Os países bálticos (Estónia, Letónia e Lituânia) têm por junto menos de seis milhões de habitantes. A Estónia do Alar Karis tem 6.500 militares. Mas a Liga Armada, milícias neonazis, tem 20.000. Os três querem guerra a todo o custo. O nosso campeão da paz respondeu que a Estónia deu grandes saltos depois de aderir à União Europeia e à OTAN (pu NATO). Se eu estivesse no lugar do Presidente da República naquele momento, mesmo sóbrio, explicava ao senhor Alar que ele só estava ali a falar porque os soviéticos ajudaram Angola durante décadas, a esmagar os colonialistas e os invasores estrangeiros. 

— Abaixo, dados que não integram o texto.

//! # Validation Module
//!
//! The inventory validator: precondition checks for every workflow transition.
//!
//! ## Validation Strategy
//! ```text
//! ┌─────────────────────────────────────────────────────────────────────────┐
//! │                      Validation Layers                                  │
//! │                                                                         │
//! │  Layer 1: Input (this module, validate_*)                              │
//! │  ├── Item codes, observation lengths, ids                              │
//! │           │                                                             │
//! │           ▼                                                             │
//! │  Layer 2: Rules (this module, ensure_*)                                │
//! │  ├── Zone state, duplicates, branch ownership, prior verification      │
//! │           │                                                             │
//! │           ▼                                                             │
//! │  Layer 3: Database (SQLite)                                            │
//! │  ├── Compare-and-set on zones.state                                    │
//! │  ├── UNIQUE (verifications.session_id)                                 │
//! │  └── Foreign key constraints                                           │
//! └─────────────────────────────────────────────────────────────────────────┘
//! ```
//!
//! Every function here is pure: it reads the snapshot the caller passes in
//! and never touches storage. Workflows run all of them before mutating
//! anything.

use crate::error::{CoreError, CoreResult, ValidationError};
use crate::types::{
    Checker, Item, ItemId, Role, ScanClassification, ScannedItem, SessionId, SessionWithZone,
    Zone, ZoneState,
};
use crate::{MAX_ITEM_CODE_LEN, MAX_OBSERVATION_LEN};

/// Result type for validation operations.
pub type ValidationResult<T> = Result<T, ValidationError>;

// =============================================================================
// Input Validators
// =============================================================================

/// Validates a scanned item code and returns it trimmed.
///
/// ## Rules
/// - Must not be empty
/// - At most 64 characters
///
/// ## Example
/// ```rust
/// use stocktake_core::validation::validate_item_code;
///
/// assert_eq!(validate_item_code("  CHAIR-01 ").unwrap(), "CHAIR-01");
/// assert!(validate_item_code("").is_err());
/// ```
pub fn validate_item_code(code: &str) -> ValidationResult<String> {
    let code = code.trim();

    if code.is_empty() {
        return Err(ValidationError::Required {
            field: "item code".to_string(),
        });
    }

    if code.chars().count() > MAX_ITEM_CODE_LEN {
        return Err(ValidationError::TooLong {
            field: "item code".to_string(),
            max: MAX_ITEM_CODE_LEN,
        });
    }

    Ok(code.to_string())
}

/// Validates free-text observations.
///
/// Empty text is allowed; the store's column limit is mirrored by
/// `MAX_OBSERVATION_LEN`.
pub fn validate_observations(text: &str) -> ValidationResult<()> {
    if text.chars().count() > MAX_OBSERVATION_LEN {
        return Err(ValidationError::TooLong {
            field: "observations".to_string(),
            max: MAX_OBSERVATION_LEN,
        });
    }

    Ok(())
}

/// Validates that an identifier is a positive row id.
pub fn validate_id(field: &str, id: i64) -> ValidationResult<()> {
    if id <= 0 {
        return Err(ValidationError::MustBePositive {
            field: field.to_string(),
        });
    }

    Ok(())
}

// =============================================================================
// Zone State Rules
// =============================================================================

fn ensure_zone_state(zone: &Zone, expected: ZoneState) -> CoreResult<()> {
    if zone.state != expected {
        return Err(CoreError::InvalidZoneState {
            zone_id: zone.id,
            current: zone.state,
            expected,
        });
    }

    Ok(())
}

/// Fails with `InvalidState` if a later session has been opened on the zone.
///
/// The zone's state belongs to its newest session; older ones are read-only.
pub fn ensure_current_session(session: &SessionWithZone) -> CoreResult<()> {
    if !session.is_current() {
        return Err(CoreError::SessionSuperseded {
            session_id: session.session.id,
            zone_id: session.zone.id,
            current: session.current_session_id,
        });
    }

    Ok(())
}

/// Fails with `InvalidState` unless this session is the one counting the zone.
pub fn ensure_in_progress(session: &SessionWithZone) -> CoreResult<()> {
    ensure_current_session(session)?;
    ensure_zone_state(&session.zone, ZoneState::InInventory)
}

/// Fails with `InvalidState` unless the zone is idle.
pub fn ensure_zone_available(zone: &Zone) -> CoreResult<()> {
    ensure_zone_state(zone, ZoneState::Available)
}

/// Fails with `InvalidState` unless the session's count is finished and
/// waiting for a checker.
pub fn ensure_pending_verification(session: &SessionWithZone) -> CoreResult<()> {
    ensure_current_session(session)?;
    ensure_zone_state(&session.zone, ZoneState::InVerification)
}

// =============================================================================
// Scan Rules
// =============================================================================

/// Read access to the scans already recorded for one session.
///
/// Implemented by the workflow's scan cache; slices implement it too so the
/// rule can be checked against any snapshot.
pub trait ScanLookup {
    /// Returns true if the item was already scanned.
    fn contains_item(&self, item_id: ItemId) -> bool;
}

impl ScanLookup for [ScannedItem] {
    fn contains_item(&self, item_id: ItemId) -> bool {
        self.iter().any(|scan| scan.item_id == item_id)
    }
}

impl ScanLookup for Vec<ScannedItem> {
    fn contains_item(&self, item_id: ItemId) -> bool {
        self.as_slice().contains_item(item_id)
    }
}

/// Turns an optional lookup result into the item or `NotFound`.
pub fn ensure_item_exists(item: Option<Item>, code: &str) -> CoreResult<Item> {
    item.ok_or_else(|| CoreError::not_found("Item", code))
}

/// Fails with `Conflict` if the item is already in the session's scans.
pub fn ensure_not_duplicate<L>(session_id: SessionId, item: &Item, scans: &L) -> CoreResult<()>
where
    L: ScanLookup + ?Sized,
{
    if scans.contains_item(item.id) {
        return Err(CoreError::DuplicateScan {
            session_id,
            item_code: item.code.clone(),
        });
    }

    Ok(())
}

/// Classifies a scan by comparing the item's owning zone with the zone
/// being counted.
pub fn classify_zone(item: &Item, zone: &Zone) -> ScanClassification {
    if item.zone_id == zone.id {
        ScanClassification::Correct
    } else {
        ScanClassification::WrongZone
    }
}

// =============================================================================
// Verification Rules
// =============================================================================

/// Fails with `Conflict` if a checker already decided on the session.
pub fn ensure_not_already_verified(session: &SessionWithZone) -> CoreResult<()> {
    if session.is_verified() {
        return Err(CoreError::AlreadyVerified(session.session.id));
    }

    Ok(())
}

/// Fails with `Forbidden` unless the acting role is the checker role.
pub fn ensure_checker_role(role: Role) -> CoreResult<()> {
    if role != Role::Checker {
        return Err(CoreError::RoleNotAllowed {
            role,
            action: "verify an inventory".to_string(),
        });
    }

    Ok(())
}

/// Fails with `Forbidden` if the checker audits another branch.
pub fn ensure_same_branch(checker: &Checker, session: &SessionWithZone) -> CoreResult<()> {
    if checker.branch_id != session.zone.branch_id {
        return Err(CoreError::CrossBranch {
            checker_id: checker.id,
            checker_branch: checker.branch_id,
            zone_branch: session.zone.branch_id,
        });
    }

    Ok(())
}

// =============================================================================
// Unit Tests
// =============================================================================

Sem o apoio dos “russos colonialistas” ao Povo Angolano, o governador-geral português ainda hoje estava no Palácio da Cidade Alta. João Lourenço nem chegava a kapitupitu da Kanata. Se eu ouvisse os desaforos do senhor Alar contra um país amigo, no mínimo, chamava-lhe bêbado. Kaporrotista! Do Presidente João Lourenço esperava que, no mínimo, lhe dissesse que é campeão da paz e não embarca em aventuras belicistas, seja onde for, muito menos na Ucrânia.

Pelas palavras de João Lourenço ao lado de Alar Karis permito-me concluir que também vai pedir a adesão de Angola à OTAN (ou NATO). E também à União Europeia invocando os anos em que o país foi Portugal do Minho a Timor. Quanto ao chefe da Estónia, quando ficar sóbrio, expliquem-lhe que os EUA invadiram e destruíram o Iraque. A Estónia mandou 55 militares. O país, acabado de nascer, inscreveu o nome na “coligação internacional” que andava à procura das armas de destruição maciça. Os EUA invadiram e destruíram o Afeganistão. 

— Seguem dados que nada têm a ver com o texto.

//! Start: open a session on an idle zone.

use chrono::Utc;
use serde::{Deserialize, Serialize};
use tracing::{debug, info};
use ts_rs::TS;

use stocktake_core::validation::{ensure_zone_available, validate_id, validate_observations};
use stocktake_core::{
    CoreError, GroupId, NewSession, SessionId, UserId, ZoneEvent, ZoneId, ZoneState,
};

use super::InventoryWorkflow;
use crate::error::ServiceResult;
use crate::store::InventoryStore;

#[derive(Debug, Clone, Serialize, Deserialize, TS)]
#[ts(export)]
#[serde(rename_all = "camelCase")]
pub struct StartCountRequest {
    pub zone_id: ZoneId,
    pub group_id: GroupId,
    #[serde(default)]
    pub observations: Option<String>,
    /// Acting user, as resolved by the auth layer.
    pub user_id: UserId,
}

#[derive(Debug, Clone, PartialEq, Eq, Serialize, Deserialize, TS)]
#[ts(export)]
#[serde(rename_all = "camelCase")]
pub struct StartCountResponse {
    pub session_id: SessionId,
    pub zone_id: ZoneId,
    pub zone_state: ZoneState,
}

impl<S: InventoryStore> InventoryWorkflow<S> {
    /// Opens a new counting session on an available zone.
    ///
    /// The only way a session comes into existence. The session row and the
    /// zone move commit together; a concurrent Start on the same zone loses
    /// the compare-and-set and fails with `InvalidState`.
    pub async fn start(&self, request: StartCountRequest) -> ServiceResult<StartCountResponse> {
        debug!(
            zone_id = request.zone_id,
            group_id = request.group_id,
            user_id = request.user_id,
            "start"
        );

        validate_id("zone_id", request.zone_id)?;
        validate_id("group_id", request.group_id)?;
        let observations = request.observations.unwrap_or_default();
        validate_observations(&observations)?;

        let zone = self
            .store
            .zone(request.zone_id)
            .await?
            .ok_or_else(|| CoreError::not_found("Zone", request.zone_id))?;
        ensure_zone_available(&zone)?;

        self.store
            .operating_group(request.group_id)
            .await?
            .ok_or_else(|| CoreError::not_found("Operating group", request.group_id))?;

        let next = zone.state.apply(ZoneEvent::StartCount)?;

        let new = NewSession {
            zone_id: zone.id,
            group_id: request.group_id,
            started_by: request.user_id,
            started_at: Utc::now(),
            observations,
        };
        let session = self.store.open_session(&new, zone.state, next).await?;

        self.cache.open(session.id);

        info!(
            session_id = session.id,
            zone_id = zone.id,
            zone_state = %next,
            "Count started"
        );

        Ok(StartCountResponse {
            session_id: session.id,
            zone_id: zone.id,
            zone_state: next,
        })
    }
}
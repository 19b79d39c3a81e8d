//! # Inventory Workflow
//!
//! The operations of a zone audit, each a precondition sequence followed by
//! a single mutation.
//!
//! ## Flow
//! ```text
//! ┌─────────────────────────────────────────────────────────────────────────┐
//! │                         Zone Audit Flow                                 │
//! │                                                                         │
//! │  Area manager          Operator                 Checker                 │
//! │  ────────────          ────────                 ───────                 │
//! │  start(zone, group)                                                     │
//! │    zone → in_inventory                                                  │
//! │    cache slot opened                                                    │
//! │                        scan(code, state) × N                            │
//! │                          cache only, no durable write                   │
//! │                        finish(note)                                     │
//! │                          zone → in_verification                         │
//! │                                                 pending(branch)         │
//! │                                                 compare(session)        │
//! │                                                 decide(approve?)        │
//! │                                                   zone → available      │
//! │                                                   cache slot removed    │
//! └─────────────────────────────────────────────────────────────────────────┘
//! ```
//!
//! Every check runs before the mutation, so a failed call leaves neither the
//! cache nor the store changed.

mod finish;
mod recover;
mod scan;
mod start;
mod verify;

#[cfg(test)]
mod tests;

use std::sync::Arc;

use stocktake_core::{CoreError, SessionId, SessionWithZone};

use crate::cache::ScanCache;
use crate::config::WorkflowSettings;
use crate::error::ServiceResult;
use crate::store::InventoryStore;

pub use finish::{FinishCountRequest, FinishCountResponse};
pub use recover::RecoverResponse;
pub use scan::{ScanItemRequest, ScanItemResponse};
pub use start::{StartCountRequest, StartCountResponse};
pub use verify::{DecideRequest, DecideResponse};

/// Entry point for every audit operation.
///
/// Holds the store and the scan cache; cloning shares both.
pub struct InventoryWorkflow<S> {
    store: Arc<S>,
    cache: Arc<ScanCache>,
    settings: WorkflowSettings,
}

impl<S> Clone for InventoryWorkflow<S> {
    fn clone(&self) -> Self {
        InventoryWorkflow {
            store: Arc::clone(&self.store),
            cache: Arc::clone(&self.cache),
            settings: self.settings,
        }
    }
}

impl<S: InventoryStore> InventoryWorkflow<S> {
    pub fn new(store: Arc<S>, cache: Arc<ScanCache>, settings: WorkflowSettings) -> Self {
        InventoryWorkflow {
            store,
            cache,
            settings,
        }
    }

    pub fn store(&self) -> &S {
        &self.store
    }

    pub fn cache(&self) -> &ScanCache {
        &self.cache
    }

    /// Reads the session snapshot or fails with `NotFound`.
    async fn load_session(&self, session_id: SessionId) -> ServiceResult<SessionWithZone> {
        self.store
            .session_with_zone(session_id)
            .await?
            .ok_or_else(|| CoreError::not_found("Session", session_id).into())
    }
}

Sob a capa da OTAN (ou NATO) o estado terrorista mais perigoso do mundo (EUA)  invadiu  e destruiu a Jugoslávia, país amigo de Angola ao qual muito devemos a Independência Nacional. Invadiu e destruiu a Líbia, país africano que tinha um rendimento per capita superior ao da União Europeia que faz a Estónia dar saltos.

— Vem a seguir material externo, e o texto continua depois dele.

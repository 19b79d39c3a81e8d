//! # Error Types
//!
//! Domain-specific error types for stocktake-core.
//!
//! ## Error Hierarchy
//! ```text
//! ┌─────────────────────────────────────────────────────────────────────────┐
//! │                         Error Types                                     │
//! │                                                                         │
//! │  stocktake-core errors (this file)                                     │
//! │  ├── CoreError        - Rule violations (state, conflict, forbidden)    │
//! │  └── ValidationError  - Input validation failures                      │
//! │                                                                         │
//! │  stocktake-db errors (separate crate)                                  │
//! │  └── DbError          - Database operation failures                    │
//! │                                                                         │
//! │  stocktake-workflow errors                                             │
//! │  └── ServiceError     - What callers see (code + message)              │
//! │                                                                         │
//! │  Flow: ValidationError → CoreError → ServiceError ← DbError            │
//! └─────────────────────────────────────────────────────────────────────────┘
//! ```
//!
//! ## Taxonomy
//! Every [`CoreError`] belongs to exactly one [`ErrorKind`]. None of them are
//! retried internally: the caller must issue a corrected request.

use serde::{Deserialize, Serialize};
use thiserror::Error;

use crate::types::{Role, SessionId, ZoneEvent, ZoneId, ZoneState};

// =============================================================================
// Error Kind
// =============================================================================

/// Coarse classification of a [`CoreError`].
#[derive(Debug, Clone, Copy, PartialEq, Eq, Serialize, Deserialize)]
#[serde(rename_all = "snake_case")]
pub enum ErrorKind {
    /// Wrong zone/session state for the requested transition.
    InvalidState,
    /// Unknown item, zone, session, checker, group or item state.
    NotFound,
    /// Duplicate scan or already-verified session.
    Conflict,
    /// Wrong role or cross-branch checker.
    Forbidden,
    /// Malformed input.
    Validation,
    /// The in-memory scans of an active session are gone (process restart).
    ScanDataLost,
}

// =============================================================================
// Core Error
// =============================================================================

/// Audit rule violations.
///
/// Every precondition check in [`crate::validation`] returns one of these
/// before any mutation happens, so an error never leaves partial effects.
#[derive(Debug, Error)]
pub enum CoreError {
    /// The zone is not in the state the operation needs.
    ///
    /// ## When This Occurs
    /// - Scanning after Finish (zone is `in_verification`)
    /// - Starting a count on a zone that is already being counted
    /// - Verifying a session whose count was never finished
    #[error("Zone {zone_id} is {current}, expected {expected}")]
    InvalidZoneState {
        zone_id: ZoneId,
        current: ZoneState,
        expected: ZoneState,
    },

    /// A later session owns the zone; this one is closed for good.
    #[error("Session {session_id} is closed; zone {zone_id} belongs to session {current}")]
    SessionSuperseded {
        session_id: SessionId,
        zone_id: ZoneId,
        current: SessionId,
    },

    /// The zone state machine has no edge for this event.
    #[error("Cannot {event} while zone is {state}")]
    IllegalTransition { state: ZoneState, event: ZoneEvent },

    /// The zone moved under us between the precondition check and the write.
    ///
    /// ## When This Occurs
    /// Two Start (or two Decide) calls race on the same zone; the store's
    /// compare-and-set lets only one of them through.
    #[error("Zone {zone_id} is no longer {expected}")]
    ZoneStateChanged { zone_id: ZoneId, expected: ZoneState },

    /// Entity cannot be found.
    #[error("{entity} not found: {id}")]
    NotFound { entity: String, id: String },

    /// The item is already in this session's scan list.
    #[error("Item {item_code} was already scanned in session {session_id}")]
    DuplicateScan {
        session_id: SessionId,
        item_code: String,
    },

    /// A verification record already exists for the session.
    #[error("Session {0} has already been verified")]
    AlreadyVerified(SessionId),

    /// The acting role may not perform the operation.
    #[error("Role {role} is not allowed to {action}")]
    RoleNotAllowed { role: Role, action: String },

    /// The checker audits a different branch than the zone belongs to.
    #[error("Checker {checker_id} belongs to branch {checker_branch}, zone belongs to branch {zone_branch}")]
    CrossBranch {
        checker_id: i64,
        checker_branch: i64,
        zone_branch: i64,
    },

    /// The session's in-memory scans are gone.
    ///
    /// ## When This Occurs
    /// The process restarted while the zone was being counted. The operator
    /// must acknowledge the loss (recover) and count again.
    #[error("Scans for session {0} were lost; the zone must be recounted")]
    ScanDataLost(SessionId),

    /// Validation error (wraps ValidationError).
    #[error("Validation error: {0}")]
    Validation(#[from] ValidationError),
}

impl CoreError {
    /// Creates a NotFound error for a given entity type and ID.
    pub fn not_found(entity: impl Into<String>, id: impl ToString) -> Self {
        CoreError::NotFound {
            entity: entity.into(),
            id: id.to_string(),
        }
    }

    /// Returns the taxonomy bucket of this error.
    pub fn kind(&self) -> ErrorKind {
        match self {
            CoreError::InvalidZoneState { .. }
            | CoreError::IllegalTransition { .. }
            | CoreError::SessionSuperseded { .. }
            | CoreError::ZoneStateChanged { .. } => ErrorKind::InvalidState,
            CoreError::NotFound { .. } => ErrorKind::NotFound,
            CoreError::DuplicateScan { .. } | CoreError::AlreadyVerified(_) => ErrorKind::Conflict,
            CoreError::RoleNotAllowed { .. } | CoreError::CrossBranch { .. } => ErrorKind::Forbidden,
            CoreError::ScanDataLost(_) => ErrorKind::ScanDataLost,
            CoreError::Validation(_) => ErrorKind::Validation,
        }
    }
}

// =============================================================================
// Validation Error
// =============================================================================

/// Input validation errors.
///
/// These errors occur when request input doesn't meet requirements.
/// Used for early validation before business rules run.
#[derive(Debug, Error)]
pub enum ValidationError {
    /// A required field is missing or empty.
    #[error("{field} is required")]
    Required { field: String },

    /// Field value is too long.
    #[error("{field} must be at most {max} characters")]
    TooLong { field: String, max: usize },

    /// Numeric value must be positive.
    #[error("{field} must be positive")]
    MustBePositive { field: String },
}

// =============================================================================
// Result Type Alias
// =============================================================================

/// Convenience type alias for Results with CoreError.
pub type CoreResult<T> = Result<T, CoreError>;

// =============================================================================
// Unit Tests
// =============================================================================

A estrada entre Catete e Maria Teresa está a ser alargada para nove metros. Os trabalhos correm lentamente porque foram encontrados engenhos explosivos ao longo desse troço. Primeiro actuam as brigadas de desminagem. Só depois os construtores da via. Quando vos passar a bebedeira não esqueçam: A guerra acabou há mais de 20 anos e ainda temos surpresas dessas. Vão continuar nos próximos 100 anos. 

As bebedeiras levam alguns a deitar abaixo o Presidente José Eduardo dos Santos. Tomem nota. Ele não era o campeão da paz mas fez algo único na História Universal. Exércitos estrangeiros invadiram Angola. O país mergulhado na Guerra pela Soberania Nacional e a Integridade Territorial mas nunca declarou o estado de sítio, estado de guerra o estado de emergência. Após 1992 o mesmo. Os bandoleiros do Galo Negro destruíram tudo. Mataram. Escorraçaram milhares de pessoas das suas casas. Mas nunca foram comprimidas ou suspensas as liberdades, direitos e garantias.

Agora vou beber um tinto com notas de madeiras exóticas e rico em aromas de frutos vermelhos. Em 1961 foi muito pior e sobrevivi.